__Task material__:

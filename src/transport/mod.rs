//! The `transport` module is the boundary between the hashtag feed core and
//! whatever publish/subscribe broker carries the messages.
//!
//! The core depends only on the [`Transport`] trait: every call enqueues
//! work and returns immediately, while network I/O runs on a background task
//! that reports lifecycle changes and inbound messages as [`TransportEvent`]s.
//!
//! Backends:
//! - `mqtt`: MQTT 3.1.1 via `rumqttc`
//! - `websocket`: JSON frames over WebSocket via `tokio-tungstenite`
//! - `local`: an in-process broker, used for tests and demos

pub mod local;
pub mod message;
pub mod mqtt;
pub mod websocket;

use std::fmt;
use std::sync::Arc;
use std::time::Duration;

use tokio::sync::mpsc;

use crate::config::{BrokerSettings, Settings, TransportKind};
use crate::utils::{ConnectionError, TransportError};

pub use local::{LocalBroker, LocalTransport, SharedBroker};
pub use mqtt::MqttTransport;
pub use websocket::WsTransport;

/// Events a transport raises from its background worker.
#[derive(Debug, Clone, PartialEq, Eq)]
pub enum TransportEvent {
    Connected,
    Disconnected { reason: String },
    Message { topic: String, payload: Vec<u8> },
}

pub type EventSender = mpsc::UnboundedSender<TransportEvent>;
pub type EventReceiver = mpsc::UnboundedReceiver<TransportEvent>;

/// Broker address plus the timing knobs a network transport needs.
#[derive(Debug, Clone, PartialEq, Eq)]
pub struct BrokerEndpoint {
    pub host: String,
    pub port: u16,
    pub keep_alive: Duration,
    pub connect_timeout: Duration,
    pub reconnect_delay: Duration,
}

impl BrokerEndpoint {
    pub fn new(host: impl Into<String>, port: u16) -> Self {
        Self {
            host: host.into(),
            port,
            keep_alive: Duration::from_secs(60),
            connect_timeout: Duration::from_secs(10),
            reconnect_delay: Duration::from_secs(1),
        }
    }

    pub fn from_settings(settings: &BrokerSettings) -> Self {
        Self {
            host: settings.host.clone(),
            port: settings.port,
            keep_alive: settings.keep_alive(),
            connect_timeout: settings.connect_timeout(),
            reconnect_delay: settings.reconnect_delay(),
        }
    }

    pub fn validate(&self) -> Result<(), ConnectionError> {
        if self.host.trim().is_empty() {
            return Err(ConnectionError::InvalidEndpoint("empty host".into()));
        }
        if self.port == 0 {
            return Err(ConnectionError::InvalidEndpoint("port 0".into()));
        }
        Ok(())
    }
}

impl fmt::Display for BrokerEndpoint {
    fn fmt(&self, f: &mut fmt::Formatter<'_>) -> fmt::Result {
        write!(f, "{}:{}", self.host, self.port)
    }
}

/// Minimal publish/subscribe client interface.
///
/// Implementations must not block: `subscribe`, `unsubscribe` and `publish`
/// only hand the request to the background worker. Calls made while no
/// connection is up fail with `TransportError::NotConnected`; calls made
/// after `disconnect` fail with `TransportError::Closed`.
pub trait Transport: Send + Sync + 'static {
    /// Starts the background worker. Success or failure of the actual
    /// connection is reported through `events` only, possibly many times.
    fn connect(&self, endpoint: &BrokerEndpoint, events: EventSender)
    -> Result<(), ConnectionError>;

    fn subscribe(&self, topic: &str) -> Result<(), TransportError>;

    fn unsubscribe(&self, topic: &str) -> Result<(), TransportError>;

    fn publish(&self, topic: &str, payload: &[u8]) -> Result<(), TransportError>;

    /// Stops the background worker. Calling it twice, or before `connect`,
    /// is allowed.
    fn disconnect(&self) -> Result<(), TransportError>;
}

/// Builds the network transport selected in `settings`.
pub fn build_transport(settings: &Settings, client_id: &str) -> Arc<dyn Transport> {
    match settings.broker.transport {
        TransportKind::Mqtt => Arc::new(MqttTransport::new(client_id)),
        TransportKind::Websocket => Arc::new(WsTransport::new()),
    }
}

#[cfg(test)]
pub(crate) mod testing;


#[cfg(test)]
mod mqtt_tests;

__Directions__: Filter the listing above by the word "trait"; copy each line that passes.

__Solution for this task__:
//! The core depends only on the [`Transport`] trait: every call enqueues
pub trait Transport: Send + Sync + 'static {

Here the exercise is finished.